[2024-04-19] Dr. Wan-Duo Kurt Ma, Weta and Victoria University of Wellington,” Diffusion-model Unleashed: Bridging Theory to Practice with Enhanced Controllability”

  • 2024-04-02
  • HSIN-YI SUNG
Title: Diffusion-model Unleashed: Bridging Theory to Practice with Enhanced Controllability 
Date: 2024/04/19 14:20-15:30
Location:  
CSIE  R103
Speaker:
 Dr. Wan-Duo Kurt Ma, Weta and Victoria University of Wellington

Host: Prof. Yung-Yu Chuang

Abstract:
The progress in stable diffusion models for text-to-image and text-to-video tasks has been remarkable, allowing for the automatic generation of images and videos from textual prompts. However, despite
the success of this synthesis approach, there is a recognized limitation in the controllability of the generated subjects. Additionally, the extensive training data and memory requirements associated with these models increase the cost, and further inspire the exploration of innovations using zero/few-shot learning, online optimization, and fine-tuning methods.

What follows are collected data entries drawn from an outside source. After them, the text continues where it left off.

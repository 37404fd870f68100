//! Project context supplied per request to ground the model in a codebase.

use std::collections::BTreeMap;

use serde::{Deserialize, Serialize};

/// File tree plus currently-open file contents, supplied by the caller and
/// read-only to the orchestrator.
#[derive(Debug, Clone, Default, Serialize, Deserialize, PartialEq)]
pub struct ProjectContext {
    #[serde(default)]
    pub file_tree: Vec<FileSystemNode>,
    #[serde(default)]
    pub file_contents: BTreeMap<String, String>,
}

impl ProjectContext {
    pub fn is_empty(&self) -> bool {
        self.file_tree.is_empty()
    }
}

/// One node of the project file tree.
///
/// Invariant: `path` is the parent's path + "/" + `name`. Children keep
/// insertion order; sorting is a presentation concern.
#[derive(Debug, Clone, Serialize, Deserialize, PartialEq)]
pub struct FileSystemNode {
    pub name: String,
    pub path: String,
    #[serde(rename = "type")]
    pub kind: NodeKind,
    #[serde(default, skip_serializing_if = "Vec::is_empty")]
    pub children: Vec<FileSystemNode>,
}

impl FileSystemNode {
    pub fn file(name: impl Into<String>, path: impl Into<String>) -> Self {
        Self {
            name: name.into(),
            path: path.into(),
            kind: NodeKind::File,
            children: Vec::new(),
        }
    }

    pub fn directory(
        name: impl Into<String>,
        path: impl Into<String>,
        children: Vec<FileSystemNode>,
    ) -> Self {
        Self {
            name: name.into(),
            path: path.into(),
            kind: NodeKind::Directory,
            children,
        }
    }
}

/// Node type discriminator.
#[derive(Debug, Clone, Copy, Serialize, Deserialize, PartialEq, Eq)]
#[serde(rename_all = "lowercase")]
pub enum NodeKind {
    File,
    Directory,
}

This presentation provides an overview of various aspects regarding diffusion models. Initially, we explore the diffusion models from theoretical foundations to practical applications. Next, we examine its limitations and explore the proposed methods to enhance controllability for image and video generation. Finally, we demonstrate practical approaches for efficiently implementing and studying diffusion research.



Biography:

Wan-Duo Kurt Ma currently holds the position of a machine learning-based researcher at Wētā FX and serves as a research fellow at Victoria University of Wellington, both located in Wellington, New Zealand. He completed his PhD degree at Victoria University of Wellington in 2022 under the supervision of Dr. J.P. Lewis and Prof. W. Bastiaan Kleijn. Presently, Kurt continues to actively engage in academic research, focusing primarily on topics related to diffusion. At Wētā FX, Kurt plays a pivotal role as one of the researchers involved in the development of a facial motion solver using deep learning techniques called FDLS (Facial Deep Learning Solver). This solver has been utilized in various films, including Gemini Man (2019), She-Hulk (2022), Better Man (2024), and Kingdom of the Planet of the Apes (2024).